SNCF, bac, apprentissage, CSG, retenue à la source, santé… chaque réforme est aujourd’hui liée à d’autres, très différentes, un wagon après l’autre, dans un même train. Plus elles s’ajoutent, plus le train se complexifie, ralentit, se fragilise. Chaque wagon, avec les inquiétudes et les oppositions qu’il suscite, met en jeu les attaches des autres et fait tanguer le tout.

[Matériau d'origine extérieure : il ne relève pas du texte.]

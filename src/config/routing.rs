//! Destination shortcut configuration.

use serde::Deserialize;
use std::collections::BTreeMap;

use super::defaults;

/// Shortcut table: token → server/channel pair, with a designated default.
#[derive(Debug, Clone, Deserialize)]
pub struct RoutingConfig {
    /// Shortcut token used when the request path is empty.
    #[serde(default = "defaults::default_shortcut")]
    pub default: String,
    /// Port appended to servers given without one.
    #[serde(default = "defaults::default_port")]
    pub default_port: u16,
    /// Known shortcuts.
    #[serde(default = "defaults::default_shortcuts")]
    pub shortcuts: BTreeMap<String, ShortcutEntry>,
}

impl Default for RoutingConfig {
    fn default() -> Self {
        Self {
            default: defaults::default_shortcut(),
            default_port: defaults::default_port(),
            shortcuts: defaults::default_shortcuts(),
        }
    }
}

/// A server/channel pair named by a shortcut.
#[derive(Debug, Clone, PartialEq, Eq, Deserialize)]
pub struct ShortcutEntry {
    pub server: String,
    pub channel: String,
}

impl ShortcutEntry {
    pub fn new(server: impl Into<String>, channel: impl Into<String>) -> Self {
        Self {
            server: server.into(),
            channel: channel.into(),
        }
    }
}
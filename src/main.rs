//! postirc - CGI entry point.
//!
//! Reads one request from the CGI environment and stdin, relays it, and
//! writes the response to stdout.

use postirc::config::validation;
use postirc::paste::PasteService;
use postirc::{Config, Dispatcher, InboundRequest, security, telemetry};
use std::collections::HashMap;
use std::sync::Arc;
use tokio::io::AsyncWriteExt;
use tracing::{error, info};

#[tokio::main(flavor = "current_thread")]
async fn main() -> anyhow::Result<()> {
    telemetry::init();

    // Load configuration
    let config_path = std::env::args()
        .nth(1)
        .or_else(|| std::env::var("POSTIRC_CONFIG").ok())
        .unwrap_or_else(|| "postirc.toml".to_string());

    let config = Config::load_or_default(&config_path).map_err(|e| {
        error!(path = %config_path, error = %e, "Failed to load config");
        e
    })?;

    if let Err(errors) = validation::validate(&config) {
        for e in &errors {
            error!(path = %config_path, error = %e, "Invalid config");
        }
        anyhow::bail!("{} configuration error(s) in {}", errors.len(), config_path);
    }

    let store = security::counter_store(&config.rate_limit)?;
    let sink = Arc::new(PasteService::new(&config.paste));
    let dispatcher = Dispatcher::new(&config, sink, store);

    let env: HashMap<String, String> = std::env::vars().collect();
    let request = InboundRequest::from_cgi(&env, tokio::io::stdin()).await?;
    info!(
        method = ?request.method,
        path = ?request.path,
        remote = %request.remote_addr,
        "Handling request"
    );

    let response = dispatcher.handle(&request).await;

    let mut stdout = tokio::io::stdout();
    stdout.write_all(response.render().as_bytes()).await?;
    stdout.flush().await?;

    Ok(())
}
use glam::Vec2;

use super::queries::{circle_center_distance, polygon_closest_point};
use crate::core::shape::{Collidable, ShapeKind};
use crate::utils::allocator::ShapeId;

/// Result of probing one shape's face normals against another shape.
#[derive(Debug, Clone, Copy)]
pub struct Penetration {
    pub depth: f32,
    pub face: usize,
    pub support: Vec2,
}

/// Separating-axis helpers over polygon vertex/normal slices.
pub struct SatProbe;

impl SatProbe {
    /// Vertex maximizing the dot product with `direction`; ties keep the
    /// first vertex encountered.
    pub fn support_point(vertices: &[Vec2], direction: Vec2) -> Vec2 {
        let mut best_projection = f32::NEG_INFINITY;
        let mut best = Vec2::ZERO;
        for &vertex in vertices {
            let projection = vertex.dot(direction);
            if projection > best_projection {
                best_projection = projection;
                best = vertex;
            }
        }
        best
    }

    /// One-sided penetration probe: for every face normal of A, take B's
    /// support point along the reversed normal and keep the largest signed
    /// distance. Negative depth means the shapes are not separated along
    /// any of A's axes; a full overlap decision needs the probe in BOTH
    /// directions. Depths are weighted by edge length because the normals
    /// are not unit length.
    pub fn penetration(
        a_vertices: &[Vec2],
        a_normals: &[Vec2],
        b_vertices: &[Vec2],
    ) -> Penetration {
        let mut best = Penetration {
            depth: f32::NEG_INFINITY,
            face: 0,
            support: Vec2::ZERO,
        };
        for (i, (&normal, &vertex)) in a_normals.iter().zip(a_vertices).enumerate() {
            let support = Self::support_point(b_vertices, -normal);
            let depth = normal.dot(support - vertex);
            if depth > best.depth {
                best = Penetration {
                    depth,
                    face: i,
                    support,
                };
            }
        }
        best
    }
}

/// A detected overlap, handed to the resolve handler.
#[derive(Debug, Clone, Copy, PartialEq)]
pub struct Contact {
    pub reference: ShapeId,
    pub incident: ShapeId,
    /// Face of the reference shape chosen as the resolution axis; `None`
    /// for circle/circle pairs, which have no face concept.
    pub face: Option<usize>,
    pub support: Vec2,
}

/// Exact pairwise overlap tests.
pub struct NarrowPhase;

impl NarrowPhase {
    pub fn test(a: &Collidable, b: &Collidable) -> Option<Contact> {
        match (&a.kind, &b.kind) {
            (
                ShapeKind::Circle {
                    center: center_a,
                    radius: radius_a,
                },
                ShapeKind::Circle {
                    center: center_b,
                    radius: radius_b,
                },
            ) => {
                // Touching circles (distance == r_a + r_b) do not overlap.
                if circle_center_distance(*center_a, *center_b) < radius_a + radius_b {
                    Some(Contact {
                        reference: a.id,
                        incident: b.id,
                        face: None,
                        support: Vec2::ZERO,
                    })
                } else {
                    None
                }
            }
            (ShapeKind::Circle { center, radius }, ShapeKind::Polygon { .. }) => {
                Self::circle_polygon(b, a, *center, *radius)
            }
            (ShapeKind::Polygon { .. }, ShapeKind::Circle { center, radius }) => {
                Self::circle_polygon(a, b, *center, *radius)
            }
            (ShapeKind::Polygon { .. }, ShapeKind::Polygon { .. }) => {
                let probe_ab = SatProbe::penetration(a.vertices(), a.normals(), b.vertices());
                let probe_ba = SatProbe::penetration(b.vertices(), b.normals(), a.vertices());

                // Overlap requires BOTH one-sided probes negative; a single
                // negative probe is a near miss.
                if probe_ab.depth < 0.0 && probe_ba.depth < 0.0 {
                    // Resolve along the shallower axis (less negative depth).
                    let contact = if probe_ab.depth > probe_ba.depth {
                        Contact {
                            reference: a.id,
                            incident: b.id,
                            face: Some(probe_ab.face),
                            support: probe_ab.support,
                        }
                    } else {
                        Contact {
                            reference: b.id,
                            incident: a.id,
                            face: Some(probe_ba.face),
                            support: probe_ba.support,
                        }
                    };
                    Some(contact)
                } else {
                    None
                }
            }
        }
    }

    /// Circle against polygon, normalized polygon-first. The boundary case
    /// (distance == radius) counts as an overlap.
    fn circle_polygon(
        polygon: &Collidable,
        circle: &Collidable,
        center: Vec2,
        radius: f32,
    ) -> Option<Contact> {
        let closest = polygon_closest_point(polygon.vertices(), center);
        if closest.distance <= radius {
            Some(Contact {
                reference: polygon.id,
                incident: circle.id,
                face: Some(closest.face),
                support: closest.point,
            })
        } else {
            None
        }
    }
}

#[cfg(test)]
mod tests {
    use super::*;
    use approx::assert_relative_eq;

    fn square() -> Vec<Vec2> {
        vec![
            Vec2::new(0.0, 0.0),
            Vec2::new(10.0, 0.0),
            Vec2::new(10.0, 10.0),
            Vec2::new(0.0, 10.0),
        ]
    }

    #[test]
    fn support_point_keeps_first_of_tied_vertices() {
        let vertices = square();
        // Both right-edge corners project equally along +x; the first one
        // encountered wins.
        let support = SatProbe::support_point(&vertices, Vec2::X);
        assert_eq!(support, Vec2::new(10.0, 0.0));
    }

    #[test]
    fn penetration_is_negative_for_overlapping_squares() {
        let a = Collidable::aabb(0.0, 0.0, 10.0, 10.0);
        let b = Collidable::aabb(5.0, 5.0, 10.0, 10.0);
        let probe = SatProbe::penetration(a.vertices(), a.normals(), b.vertices());
        assert!(probe.depth < 0.0, "depth was {}", probe.depth);
    }

    #[test]
    fn penetration_depth_scales_with_edge_length() {
        // Same geometry, doubled edge lengths: reported depth doubles too
        // because the probing normals keep their edge-length magnitude.
        let small = Collidable::aabb(0.0, 0.0, 2.0, 2.0);
        let wide = Collidable::aabb(0.0, 0.0, 4.0, 4.0);
        let target = Collidable::aabb(1.0, 0.0, 2.0, 2.0);

        let shallow = SatProbe::penetration(small.vertices(), small.normals(), target.vertices());
        let deep = SatProbe::penetration(wide.vertices(), wide.normals(), target.vertices());
        assert_relative_eq!(deep.depth, 2.0 * shallow.depth, epsilon = 1e-4);
    }

    #[test]
    fn touching_circles_do_not_overlap() {
        let a = Collidable::circle(0.0, 0.0, 2.0).unwrap();
        let b = Collidable::circle(5.0, 0.0, 3.0).unwrap();
        assert!(NarrowPhase::test(&a, &b).is_none());

        let c = Collidable::circle(4.9, 0.0, 3.0).unwrap();
        assert!(NarrowPhase::test(&a, &c).is_some());
    }

    #[test]
    fn circle_touching_polygon_boundary_overlaps() {
        let polygon = Collidable::aabb(5.0, 5.0, 10.0, 10.0);
        let circle = Collidable::circle(12.0, 5.0, 2.0).unwrap();

        let contact = NarrowPhase::test(&polygon, &circle).expect("boundary contact is inclusive");
        // Polygon is always the reference shape of a mixed pair.
        assert_eq!(contact.reference, polygon.id);
        assert_eq!(contact.face, Some(1));
        assert_relative_eq!(contact.support.x, 10.0);
        assert_relative_eq!(contact.support.y, 5.0);
    }

    #[test]
    fn one_sided_probe_alone_is_not_an_overlap() {
        // Triangle sits diagonally off the square's corner: the square's
        // axes see overlapping projections (probe < 0) while the triangle's
        // diagonal face is a separating axis (probe > 0).
        let a = Collidable::polygon(square()).unwrap();
        let b = Collidable::polygon(vec![
            Vec2::new(12.0, 9.0),
            Vec2::new(13.0, 13.0),
            Vec2::new(9.0, 12.0),
        ])
        .unwrap();

        let probe_ab = SatProbe::penetration(a.vertices(), a.normals(), b.vertices());
        let probe_ba = SatProbe::penetration(b.vertices(), b.normals(), a.vertices());
        assert!(probe_ab.depth < 0.0, "probe_ab was {}", probe_ab.depth);
        assert!(probe_ba.depth > 0.0, "probe_ba was {}", probe_ba.depth);

        assert!(NarrowPhase::test(&a, &b).is_none());
        assert!(NarrowPhase::test(&b, &a).is_none());
    }

    #[test]
    fn overlapping_polygons_resolve_along_the_shallower_axis() {
        let mut a = Collidable::aabb(0.0, 0.0, 10.0, 10.0);
        let mut b = Collidable::aabb(8.0, 0.0, 10.0, 10.0);
        a.id = crate::utils::allocator::ShapeId::new(0, 0);
        b.id = crate::utils::allocator::ShapeId::new(1, 0);

        let contact = NarrowPhase::test(&a, &b).expect("boxes overlap");
        assert!(contact.face.is_some());
        assert!(contact.reference == a.id || contact.reference == b.id);
        assert_ne!(contact.reference, contact.incident);
    }
}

Alors, pour réformer au mieux dans un train donné, il faut éclairer le wagon qui vient pour délimiter son « terrain » ! Éclairer, c’est séparer ceux, moins nombreux, qui doivent se réformer, des autres, a priori bien plus nombreux, qui vont en profiter. C’est donc différencier ceux qui peuvent s’opposer aux réformes (à la SNCF, au hasard) des autres. Les premiers savent qu’ils protègent leur statut (le statu quo), mais aussi qu’ils ne peuvent trop le faire, sauf à paraître corporatistes, alias égoïstes. Ils essaient donc de brouiller ou d’éclairer différemment le jeu.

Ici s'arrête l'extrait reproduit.